**WHAT TO DO**: How many lines in the data below include the word "selection"? State the number alone.

**Collected data**:
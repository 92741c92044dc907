//! The graph store.
//!
//! `FlowStore` owns the nodes, edges and execution records of one flow.
//! Every mutation goes through a method that validates before committing,
//! so a store that exists is always consistent:
//!
//! - node ids and edge ids are unique
//! - edge endpoints resolve to existing nodes
//! - no edge joins two result nodes
//! - records and the selection only name existing nodes
//! - `is_running` is only set through a `RunGuard`, for the length of a run

use crate::edge::{Edge, EdgeId};
use crate::error::GraphError;
use crate::execution::{ExecutionRecord, ExecutionStatus, ExecutionUpdate};
use crate::node::{Node, NodeId, Position};
use crate::state::FlowState;
use crate::validator::validate_connection;
use agentflow_agents::{AgentConfig, ConfigurationError};
use std::collections::BTreeMap;
use std::ops::{Deref, DerefMut};
use tracing::{debug, warn};

const INTERRUPTED: &str = "run interrupted";

/// Single source of truth for a flow's graph and execution records.
#[derive(Debug, Clone, Default)]
pub struct FlowStore {
    nodes: Vec<Node>,
    edges: Vec<Edge>,
    execution_results: BTreeMap<NodeId, ExecutionRecord>,
    selected_node_id: Option<NodeId>,
    is_running: bool,
}

impl FlowStore {
    /// Creates an empty store.
    #[must_use]
    pub fn new() -> Self {
        Self::default()
    }

    /// Rebuilds a store from a persisted state, re-checking every rule.
    ///
    /// A persisted state cannot have a live run. `is_running` is reset and
    /// any record still marked `running` is turned into an error.
    ///
    /// # Errors
    ///
    /// Returns the first `GraphError` the state violates.
    pub fn from_state(state: FlowState) -> Result<Self, GraphError> {
        let mut store = Self::new();
        for node in state.nodes {
            store.add_node(node)?;
        }
        for edge in state.edges {
            store.add_edge(edge)?;
        }
        for (node_id, mut record) in state.execution_results {
            if store.node(&node_id).is_none() {
                return Err(GraphError::NodeNotFound { node_id });
            }
            if record.status == ExecutionStatus::Running {
                warn!(%node_id, "restoring a record left running; marking it failed");
                interrupt(&mut record);
            }
            store.execution_results.insert(node_id, record);
        }
        store.select_node(state.selected_node_id)?;
        Ok(store)
    }

    /// Returns a copy of the full flow state.
    #[must_use]
    pub fn snapshot(&self) -> FlowState {
        FlowState {
            nodes: self.nodes.clone(),
            edges: self.edges.clone(),
            execution_results: self.execution_results.clone(),
            selected_node_id: self.selected_node_id.clone(),
            is_running: self.is_running,
        }
    }

    /// Nodes in insertion order.
    #[must_use]
    pub fn nodes(&self) -> &[Node] {
        &self.nodes
    }

    /// Edges in insertion order.
    #[must_use]
    pub fn edges(&self) -> &[Edge] {
        &self.edges
    }

    #[must_use]
    pub fn node(&self, id: &NodeId) -> Option<&Node> {
        self.nodes.iter().find(|n| &n.id == id)
    }

    #[must_use]
    pub fn edge(&self, id: &EdgeId) -> Option<&Edge> {
        self.edges.iter().find(|e| &e.id == id)
    }

    #[must_use]
    pub fn execution_result(&self, id: &NodeId) -> Option<&ExecutionRecord> {
        self.execution_results.get(id)
    }

    #[must_use]
    pub fn execution_results(&self) -> &BTreeMap<NodeId, ExecutionRecord> {
        &self.execution_results
    }

    #[must_use]
    pub fn selected_node_id(&self) -> Option<&NodeId> {
        self.selected_node_id.as_ref()
    }

    #[must_use]
    pub fn is_running(&self) -> bool {
        self.is_running
    }

    /// Adds a node.
    ///
    /// # Errors
    ///
    /// Returns `NodeAlreadyExists` for a duplicate id and `Configuration`
    /// if the node's config does not validate.
    pub fn add_node(&mut self, node: Node) -> Result<(), GraphError> {
        if self.node(&node.id).is_some() {
            return Err(GraphError::NodeAlreadyExists { node_id: node.id });
        }
        if let Err(source) = node.config.validate() {
            return Err(GraphError::Configuration {
                node_id: node.id,
                source,
            });
        }
        debug!(node_id = %node.id, agent_type = %node.agent_type(), "node added");
        self.nodes.push(node);
        Ok(())
    }

    /// Removes a node with its incident edges, its record and its selection.
    ///
    /// # Errors
    ///
    /// Returns `NodeNotFound` if no node has this id.
    pub fn remove_node(&mut self, id: &NodeId) -> Result<Node, GraphError> {
        let index = self.index_of(id)?;
        let node = self.nodes.remove(index);

        let before = self.edges.len();
        self.edges.retain(|e| !e.touches(id));
        self.execution_results.remove(id);
        if self.selected_node_id.as_ref() == Some(id) {
            self.selected_node_id = None;
        }
        debug!(node_id = %id, edges_removed = before - self.edges.len(), "node removed");
        Ok(node)
    }

    /// Moves a node on the canvas.
    ///
    /// # Errors
    ///
    /// Returns `NodeNotFound` if no node has this id.
    pub fn update_node_position(&mut self, id: &NodeId, position: Position) -> Result<(), GraphError> {
        let index = self.index_of(id)?;
        self.nodes[index].position = position;
        Ok(())
    }

    /// Replaces a node's config. The agent type cannot change.
    ///
    /// # Errors
    ///
    /// Returns `NodeNotFound` if no node has this id and `Configuration` if
    /// the config is for another agent type or does not validate.
    pub fn update_node_config(&mut self, id: &NodeId, config: AgentConfig) -> Result<(), GraphError> {
        let index = self.index_of(id)?;
        let expected = self.nodes[index].agent_type();
        let actual = config.agent_type();
        if expected != actual {
            return Err(GraphError::Configuration {
                node_id: id.clone(),
                source: ConfigurationError::AgentTypeMismatch { expected, actual },
            });
        }
        config.validate().map_err(|source| GraphError::Configuration {
            node_id: id.clone(),
            source,
        })?;
        self.nodes[index].config = config;
        Ok(())
    }

    /// Adds an edge after checking the connection rules.
    ///
    /// # Errors
    ///
    /// Returns `ConnectionValidation` with the rule the edge breaks.
    pub fn add_edge(&mut self, edge: Edge) -> Result<(), GraphError> {
        validate_connection(&self.nodes, &self.edges, &edge)?;
        debug!(edge_id = %edge.id, source = %edge.source, target = %edge.target, "edge added");
        self.edges.push(edge);
        Ok(())
    }

    /// Removes an edge.
    ///
    /// # Errors
    ///
    /// Returns `EdgeNotFound` if no edge has this id.
    pub fn remove_edge(&mut self, id: &EdgeId) -> Result<Edge, GraphError> {
        let index = self
            .edges
            .iter()
            .position(|e| &e.id == id)
            .ok_or_else(|| GraphError::EdgeNotFound { edge_id: id.clone() })?;
        Ok(self.edges.remove(index))
    }

    /// Merges a partial record into a node's record, creating it from
    /// `idle` if the node has none yet.
    ///
    /// # Errors
    ///
    /// Returns `NodeNotFound` if no node has this id.
    pub fn update_execution_result(
        &mut self,
        id: &NodeId,
        update: ExecutionUpdate,
    ) -> Result<(), GraphError> {
        self.index_of(id)?;
        self.execution_results.entry(id.clone()).or_default().apply(update);
        Ok(())
    }

    /// Sets or clears the selected node.
    ///
    /// # Errors
    ///
    /// Returns `NodeNotFound` when selecting an unknown node.
    pub fn select_node(&mut self, id: Option<NodeId>) -> Result<(), GraphError> {
        if let Some(node_id) = &id {
            self.index_of(node_id)?;
        }
        self.selected_node_id = id;
        Ok(())
    }

    fn index_of(&self, id: &NodeId) -> Result<usize, GraphError> {
        self.nodes
            .iter()
            .position(|n| &n.id == id)
            .ok_or_else(|| GraphError::NodeNotFound { node_id: id.clone() })
    }
}

fn interrupt(record: &mut ExecutionRecord) {
    record.status = ExecutionStatus::Error;
    record.error = Some(INTERRUPTED.to_string());
}

/// Exclusive access to a store for the length of one run.
///
/// The store reports `is_running` while the guard lives. Dropping the guard,
/// whether the run finished or its future was abandoned, clears the flag
/// and fails every record still marked `running`.
pub(crate) struct RunGuard<'a> {
    store: &'a mut FlowStore,
}

impl<'a> RunGuard<'a> {
    pub(crate) fn begin(store: &'a mut FlowStore) -> Self {
        store.is_running = true;
        Self { store }
    }
}

impl Deref for RunGuard<'_> {
    type Target = FlowStore;

    fn deref(&self) -> &FlowStore {
        self.store
    }
}

impl DerefMut for RunGuard<'_> {
    fn deref_mut(&mut self) -> &mut FlowStore {
        self.store
    }
}

impl Drop for RunGuard<'_> {
    fn drop(&mut self) {
        for (node_id, record) in &mut self.store.execution_results {
            if record.status == ExecutionStatus::Running {
                warn!(%node_id, "run ended with the node still running; marking it failed");
                interrupt(record);
            }
        }
        self.store.is_running = false;
    }
}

**SOLUTION TO THE EXERCISE**: 2